- [BRIEF]
Set down exactly the lines of the records from the top to the line containing "pub const ENV_ONLY_USE_IP: &str"; include both.

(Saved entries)
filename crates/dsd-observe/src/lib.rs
mod logger;
pub use logger::*;
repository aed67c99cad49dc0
use std::path::PathBuf;
use std::time::Duration;

use dsd_model::DEFAULT_TARGET_FILE;

use crate::errors::ConfigError;

pub const ENV_ONLY_USE_IP: &str = "ONLY_USE_IP";
pub const ENV_TARGET_FILE: &str = "TARGET_FILE";
pub const ENV_POLL_INTERVAL_MS: &str = "POLL_INTERVAL_MS";
pub const ENV_DOCKER_SOCKET: &str = "DOCKER_SOCKET";

const DEFAULT_INTERVAL_MS: u64 = 30_000;
const DEFAULT_DOCKER_SOCKET: &str = "/var/run/docker.sock";

/// How the host part of a scrape target is chosen.
#[derive(Debug, Clone, Copy, PartialEq, Eq, Default)]
pub enum HostnameMode {
    /// Configured container hostname, overridable with `prometheus-scrape.hostname`.
    #[default]
    Configured,
    /// IP address of the container's first network, `localhost` when none is known.
    IpOnly,
}

impl HostnameMode {
    /// `ONLY_USE_IP` semantics: only the exact string `"true"` turns IP mode on.
    pub fn from_flag(value: Option<&str>) -> Self {
        match value {
            Some("true") => HostnameMode::IpOnly,
            _ => HostnameMode::Configured,
        }
    }
}

#[derive(Debug, Clone)]
pub struct DiscoverConfig {
    /// Published discovery file; the temp file is this path plus `.new`.
    pub target_file: PathBuf,
    /// Period between cycle starts.
    pub interval_ms: u64,
    pub hostname_mode: HostnameMode,
    /// Unix socket of the Docker engine.
    pub docker_socket: String,
}

impl Default for DiscoverConfig {
    fn default() -> Self {
        Self {
            target_file: PathBuf::from(DEFAULT_TARGET_FILE),
            interval_ms: DEFAULT_INTERVAL_MS,
            hostname_mode: HostnameMode::default(),
            docker_socket: DEFAULT_DOCKER_SOCKET.to_string(),
        }
    }
}

impl DiscoverConfig {
    /// Build from the process environment.
    pub fn from_env() -> Result<Self, ConfigError> {
        Self::from_lookup(|key| std::env::var(key).ok())
    }

    /// Build from an arbitrary variable lookup; unset variables keep their defaults.
    pub fn from_lookup<F>(lookup: F) -> Result<Self, ConfigError>
    where
        F: Fn(&str) -> Option<String>,
    {
        let mut cfg = Self {
            hostname_mode: HostnameMode::from_flag(lookup(ENV_ONLY_USE_IP).as_deref()),
            ..Self::default()
        };

        if let Some(path) = lookup(ENV_TARGET_FILE) {
            cfg.target_file = PathBuf::from(path);
        }
        if let Some(raw) = lookup(ENV_POLL_INTERVAL_MS) {
            cfg.interval_ms =
                raw.trim()
                    .parse()
                    .map_err(|e: std::num::ParseIntError| ConfigError::InvalidValue {
                        var: ENV_POLL_INTERVAL_MS,
                        value: raw.clone(),
                        reason: e.to_string(),
                    })?;
        }
        if let Some(socket) = lookup(ENV_DOCKER_SOCKET) {
            cfg.docker_socket = socket;
        }

        cfg.validate()?;
        Ok(cfg)
    }

    pub fn validate(&self) -> Result<(), ConfigError> {
        if self.interval_ms == 0 {
            return Err(ConfigError::Invalid("poll interval must be > 0".into()));
        }
        if self.target_file.as_os_str().is_empty() {
            return Err(ConfigError::Invalid("target file path is empty".into()));
        }
        if self.docker_socket.trim().is_empty() {
            return Err(ConfigError::Invalid("docker socket path is empty".into()));
        }
        Ok(())
    }

    pub fn interval(&self) -> Duration {
        Duration::from_millis(self.interval_ms)
    }
}
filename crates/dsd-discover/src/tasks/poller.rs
use std::time::Duration;

use tokio::time::{MissedTickBehavior, interval};
use tokio_util::sync::CancellationToken;
use tracing::{debug, error, info};

use crate::publish::Publisher;

/// Run discovery cycles until `token` is cancelled.
///
/// The first cycle starts immediately, later ones every `period`. A cycle is awaited
/// before the next tick is taken, so cycles never overlap; ticks missed while a slow
/// cycle runs are pushed back rather than fired in a burst. Cancellation is observed
/// between cycles, never in the middle of a write.
pub async fn poll(publisher: &Publisher, period: Duration, token: CancellationToken) {
    let mut ticker = interval(period);
    ticker.set_missed_tick_behavior(MissedTickBehavior::Delay);
    info!(period_ms = period.as_millis() as u64, "discovery loop started");

    loop {
        tokio::select! {
            biased;
            _ = token.cancelled() => break,
            _ = ticker.tick() => {}
        }

        match publisher.run_cycle().await {
            Ok(report) => debug!(
                containers = report.containers,
                targets = report.targets,
                path = %report.path.display(),
                "discovery cycle completed"
            ),
            Err(e) => error!(error = %e, "discovery cycle failed, previous file kept"),
        }
    }
    info!("discovery loop stopped");
}

#[cfg(test)]
mod tests {
    use std::sync::Arc;
    use std::sync::atomic::Ordering;

    use dsd_model::{ContainerInspection, DiscoveryDocument, LABEL_ENABLED};

    use super::*;
    use crate::extract::Extractor;
    use crate::publish::TargetFileWriter;
    use crate::runtime::fake::FakeRuntime;

    fn publisher(runtime: Arc<FakeRuntime>, path: std::path::PathBuf) -> Publisher {
        Publisher::new(runtime, Extractor::default(), TargetFileWriter::new(path))
    }

    #[tokio::test]
    async fn first_cycle_runs_immediately() {
        let dir = tempfile::tempdir().unwrap();
        let path = dir.path().join("targets.json");
        let runtime = Arc::new(FakeRuntime::new().with_container(
            "1",
            ContainerInspection::new("/web1", "h1").with_label(LABEL_ENABLED, "true"),
        ));
        let p = publisher(Arc::clone(&runtime), path.clone());
        let token = CancellationToken::new();

        let stop = token.clone();
        let watcher = async {
            while runtime.lists.load(Ordering::SeqCst) == 0 || !path.exists() {
                tokio::time::sleep(Duration::from_millis(5)).await;
            }
            stop.cancel();
        };
        tokio::join!(poll(&p, Duration::from_secs(3600), token), watcher);

        let doc: DiscoveryDocument = serde_json::from_slice(&std::fs::read(&path).unwrap()).unwrap();
        assert_eq!(doc.len(), 1);
        assert_eq!(runtime.lists.load(Ordering::SeqCst), 1);
    }

    #[tokio::test]
    async fn slow_cycles_never_overlap() {
        let dir = tempfile::tempdir().unwrap();
        let runtime = Arc::new(FakeRuntime::new().with_list_delay(Duration::from_millis(40)));
        let p = publisher(Arc::clone(&runtime), dir.path().join("targets.json"));
        let token = CancellationToken::new();

        let stop = token.clone();
        let watcher = async {
            tokio::time::sleep(Duration::from_millis(200)).await;
            stop.cancel();
        };
        tokio::join!(poll(&p, Duration::from_millis(10), token), watcher);

        assert!(runtime.lists.load(Ordering::SeqCst) >= 2);
        assert_eq!(runtime.max_in_flight.load(Ordering::SeqCst), 1);
    }

    #[tokio::test]
    async fn cancelled_before_start_runs_nothing() {
        let dir = tempfile::tempdir().unwrap();
        let runtime = Arc::new(FakeRuntime::new());
        let p = publisher(Arc::clone(&runtime), dir.path().join("targets.json"));
        let token = CancellationToken::new();
        token.cancel();

        poll(&p, Duration::from_millis(10), token).await;
        assert_eq!(runtime.lists.load(Ordering::SeqCst), 0);
    }

    #[tokio::test]
    async fn failing_cycles_keep_looping() {
        let dir = tempfile::tempdir().unwrap();
        let runtime = Arc::new(
            FakeRuntime::new()
                .with_container("1", ContainerInspection::new("/a", "h"))
                .failing_on("1"),
        );
        let path = dir.path().join("targets.json");
        let p = publisher(Arc::clone(&runtime), path.clone());
        let token = CancellationToken::new();

        let stop = token.clone();
        let watcher = async {
            while runtime.lists.load(Ordering::SeqCst) < 3 {
                tokio::time::sleep(Duration::from_millis(5)).await;
            }
            stop.cancel();
        };
        tokio::join!(poll(&p, Duration::from_millis(5), token), watcher);

        assert!(!path.exists());
    }
}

- [SOLUTION TO THE EXERCISE]
filename crates/dsd-observe/src/lib.rs
mod logger;
pub use logger::*;
repository aed67c99cad49dc0
use std::path::PathBuf;
use std::time::Duration;

use dsd_model::DEFAULT_TARGET_FILE;

use crate::errors::ConfigError;

pub const ENV_ONLY_USE_IP: &str = "ONLY_USE_IP";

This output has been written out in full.